What is being asked:
Transcribe, exactly as they appear, only the lines from the one holding "if query.count == 0" through the end of the entries below.

Stored dataset items:
•••
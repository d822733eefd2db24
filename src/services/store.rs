use std::sync::RwLock;

use crate::domain::lead::{Lead, LeadStats, SearchFilters};
use crate::services::{apply_filters, LeadSelection};

struct Inner {
    leads: Vec<Lead>,
    selection: LeadSelection,
}

/// Holds the full lead set and the selection. Every mutation swaps a whole
/// value under the lock, so readers see either the old or the new set.
pub struct DashboardState {
    inner: RwLock<Inner>,
}

impl DashboardState {
    pub fn new(leads: Vec<Lead>) -> Self {
        DashboardState {
            inner: RwLock::new(Inner {
                leads,
                selection: LeadSelection::default(),
            }),
        }
    }

    /// Replaces the entire lead set. The old ids are gone with it, so the
    /// selection is emptied as well.
    pub fn replace_leads(&self, leads: Vec<Lead>) {
        let mut inner = self.inner.write().unwrap();
        inner.leads = leads;
        inner.selection.clear();
    }

    pub fn total(&self) -> usize {
        self.inner.read().unwrap().leads.len()
    }

    pub fn filtered(&self, filters: &SearchFilters) -> Vec<Lead> {
        let inner = self.inner.read().unwrap();
        apply_filters(&inner.leads, filters)
    }

    pub fn stats(&self, filters: &SearchFilters) -> LeadStats {
        LeadStats::compute(&self.filtered(filters))
    }

    /// Returns whether the id is now selected, plus the selection size.
    pub fn toggle_selected(&self, id: &str) -> (bool, usize) {
        let mut inner = self.inner.write().unwrap();
        let selected = inner.selection.toggle(id);
        (selected, inner.selection.len())
    }

    /// Selects every lead visible under the given filters.
    pub fn select_visible(&self, filters: &SearchFilters) -> usize {
        let mut inner = self.inner.write().unwrap();
        let visible_ids: Vec<String> = apply_filters(&inner.leads, filters)
            .into_iter()
            .map(|lead| lead.id)
            .collect();
        inner.selection.select_all(visible_ids);
        inner.selection.len()
    }

    pub fn clear_selection(&self) {
        self.inner.write().unwrap().selection.clear();
    }

    pub fn selected_count(&self) -> usize {
        self.inner.read().unwrap().selection.len()
    }
}

#[cfg(test)]
mod tests {
    use super::*;
    use crate::domain::lead::CompanySize;
    use crate::services::LeadGenerator;

    #[test]
    fn replace_leads_swaps_set_and_clears_selection() {
        let mut generator = LeadGenerator::with_seed(5);
        let state = DashboardState::new(generator.generate(10));

        let first_id = state.filtered(&SearchFilters::default())[0].id.clone();
        state.toggle_selected(&first_id);
        assert_eq!(state.selected_count(), 1);

        state.replace_leads(generator.generate(20));
        assert_eq!(state.total(), 20);
        assert_eq!(state.selected_count(), 0);
    }

    #[test]
    fn select_visible_respects_filters() {
        let mut generator = LeadGenerator::with_seed(5);
        let state = DashboardState::new(generator.generate(100));

        let filters = SearchFilters {
            min_score: 50,
            ..Default::default()
        };
        let visible = state.filtered(&filters).len();
        assert!(visible < state.total());

        let selected = state.select_visible(&filters);
        assert_eq!(selected, visible);
    }

    #[test]
    fn selection_keeps_stale_ids_across_filter_changes() {
        let mut generator = LeadGenerator::with_seed(8);
        let state = DashboardState::new(generator.generate(50));

        let all = state.filtered(&SearchFilters::default());
        let low = all.iter().find(|l| l.score < 40).unwrap();
        state.toggle_selected(&low.id);

        // Narrowing the view does not prune the selection.
        let narrow = SearchFilters {
            min_score: 90,
            company_size: CompanySize::Large,
            ..Default::default()
        };
        let _ = state.filtered(&narrow);
        assert_eq!(state.selected_count(), 1);
    }
}
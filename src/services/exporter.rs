use itertools::Itertools;

use crate::domain::lead::Lead;

pub const EXPORT_FILE_NAME: &str = "leads-export.csv";

const HEADER: [&str; 7] = [
    "Company Name",
    "Industry",
    "Location",
    "Email",
    "Phone",
    "Website",
    "Score",
];

/// Serializes leads to CSV text, one row per lead in input order. Every
/// field is double-quoted; embedded quotes are escaped by doubling them.
pub fn export_csv(leads: &[Lead]) -> String {
    let header = HEADER.iter().map(|field| quote(field)).join(",");

    std::iter::once(header)
        .chain(leads.iter().map(row))
        .join("\n")
}

fn row(lead: &Lead) -> String {
    let score = lead.score.to_string();
    [
        lead.company_name.as_str(),
        lead.industry.as_str(),
        lead.location.as_str(),
        lead.email.as_deref().unwrap_or(""),
        lead.phone.as_deref().unwrap_or(""),
        lead.website.as_deref().unwrap_or(""),
        score.as_str(),
    ]
    .iter()
    .map(|field| quote(field))
    .join(",")
}

fn quote(field: &str) -> String {
    format!("\"{}\"", field.replace('"', "\"\""))
}
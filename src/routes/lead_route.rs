use actix_web::{get, http::header, post, web, HttpResponse};
use serde::Deserialize;
use serde_json::json;

use crate::{
    domain::lead::{CompanySize, SearchFilters},
    services::{
        export_csv, sort_leads, DashboardState, LeadGenerator, SortDirection, SortField,
        EXPORT_FILE_NAME,
    },
};

/// Filter and sort criteria as sent by the dashboard. Every field has a
/// default, so each request carries a complete criteria set.
#[derive(Debug, Deserialize)]
#[serde(rename_all = "camelCase")]
pub struct LeadQuery {
    #[serde(default)]
    pub industry: String,
    #[serde(default)]
    pub location: String,
    #[serde(default)]
    pub company_name: String,
    #[serde(default)]
    pub keywords: String,
    #[serde(default)]
    pub min_score: u8,
    #[serde(default)]
    pub has_email: bool,
    #[serde(default)]
    pub has_phone: bool,
    #[serde(default)]
    pub has_website: bool,
    #[serde(default)]
    pub company_size: CompanySize,
    #[serde(default)]
    pub sort_by: SortField,
    #[serde(default)]
    pub order: SortDirection,
}

impl LeadQuery {
    pub fn filters(&self) -> SearchFilters {
        SearchFilters {
            industry: self.industry.clone(),
            location: self.location.clone(),
            company_name: self.company_name.clone(),
            keywords: self.keywords.clone(),
            min_score: self.min_score,
            has_email: self.has_email,
            has_phone: self.has_phone,
            has_website: self.has_website,
            company_size: self.company_size,
        }
    }
}

#[get("")]
async fn get_leads(
    state: web::Data<DashboardState>,
    query: web::Query<LeadQuery>,
) -> HttpResponse {
    let filters = query.filters();
    let filtered = state.filtered(&filters);
    let leads = sort_leads(&filtered, query.sort_by, query.order);

    log::info!("Returning {} of {} leads", leads.len(), state.total());

    HttpResponse::Ok().json(json!({
        "total": state.total(),
        "count": leads.len(),
        "leads": leads,
    }))
}

fn default_generate_count() -> usize {
    500
}

#[derive(Deserialize)]
struct GenerateQuery {
    #[serde(default = "default_generate_count")]
    count: usize,
}

#[post("/generate")]
async fn generate_leads(
    state: web::Data<DashboardState>,
    query: web::Query<GenerateQuery>,
) -> HttpResponse {
    if query.count == 0 {
        return HttpResponse::BadRequest().body("count must be at least 1");
    }

    let mut generator = LeadGenerator::new();
    state.replace_leads(generator.generate(query.count));

    log::info!("Generated {} fresh sample leads", query.count);

    HttpResponse::Ok().json(json!({ "generated": query.count }))
}

#[get("/export")]
async fn export_leads(
    state: web::Data<DashboardState>,
    query: web::Query<LeadQuery>,
) -> HttpResponse {
    let filtered = state.filtered(&query.filters());
    let csv = export_csv(&filtered);

    log::info!("Exporting {} leads to {}", filtered.len(), EXPORT_FILE_NAME);

    HttpResponse::Ok()
        .content_type("text/csv; charset=utf-8")
        .insert_header((
            header::CONTENT_DISPOSITION,
            format!("attachment; filename=\"{}\"", EXPORT_FILE_NAME),
        ))
        .body(csv)
}

#[get("/stats")]
async fn lead_stats(
    state: web::Data<DashboardState>,
    query: web::Query<LeadQuery>,
) -> HttpResponse {
    HttpResponse::Ok().json(state.stats(&query.filters()))
}

#[derive(Deserialize)]
struct SelectBody {
    id: String,
}

#[post("/select")]
async fn toggle_select(
    state: web::Data<DashboardState>,
    body: web::Form<SelectBody>,
) -> HttpResponse {
    let (selected, count) = state.toggle_selected(&body.id);

    HttpResponse::Ok().json(json!({
        "selected": selected,
        "selectedCount": count,
    }))
}

#[post("/select-all")]
async fn select_all(
    state: web::Data<DashboardState>,
    query: web::Query<LeadQuery>,
) -> HttpResponse {
    let count = state.select_visible(&query.filters());

    HttpResponse::Ok().json(json!({ "selectedCount": count }))
}

#[post("/clear-selection")]
async fn clear_selection(state: web::Data<DashboardState>) -> HttpResponse {
    state.clear_selection();

    HttpResponse::Ok().json(json!({ "selectedCount": 0 }))
}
•••
Solved exercise:
    if query.count == 0 {
        return HttpResponse::BadRequest().body("count must be at least 1");
    }

    let mut generator = LeadGenerator::new();
    state.replace_leads(generator.generate(query.count));

    log::info!("Generated {} fresh sample leads", query.count);

    HttpResponse::Ok().json(json!({ "generated": query.count }))
}

#[get("/export")]
async fn export_leads(
    state: web::Data<DashboardState>,
    query: web::Query<LeadQuery>,
) -> HttpResponse {
    let filtered = state.filtered(&query.filters());
    let csv = export_csv(&filtered);

    log::info!("Exporting {} leads to {}", filtered.len(), EXPORT_FILE_NAME);

    HttpResponse::Ok()
        .content_type("text/csv; charset=utf-8")
        .insert_header((
            header::CONTENT_DISPOSITION,
            format!("attachment; filename=\"{}\"", EXPORT_FILE_NAME),
        ))
        .body(csv)
}

#[get("/stats")]
async fn lead_stats(
    state: web::Data<DashboardState>,
    query: web::Query<LeadQuery>,
) -> HttpResponse {
    HttpResponse::Ok().json(state.stats(&query.filters()))
}

#[derive(Deserialize)]
struct SelectBody {
    id: String,
}

#[post("/select")]
async fn toggle_select(
    state: web::Data<DashboardState>,
    body: web::Form<SelectBody>,
) -> HttpResponse {
    let (selected, count) = state.toggle_selected(&body.id);

    HttpResponse::Ok().json(json!({
        "selected": selected,
        "selectedCount": count,
    }))
}

#[post("/select-all")]
async fn select_all(
    state: web::Data<DashboardState>,
    query: web::Query<LeadQuery>,
) -> HttpResponse {
    let count = state.select_visible(&query.filters());

    HttpResponse::Ok().json(json!({ "selectedCount": count }))
}

#[post("/clear-selection")]
async fn clear_selection(state: web::Data<DashboardState>) -> HttpResponse {
    state.clear_selection();

    HttpResponse::Ok().json(json!({ "selectedCount": 0 }))
}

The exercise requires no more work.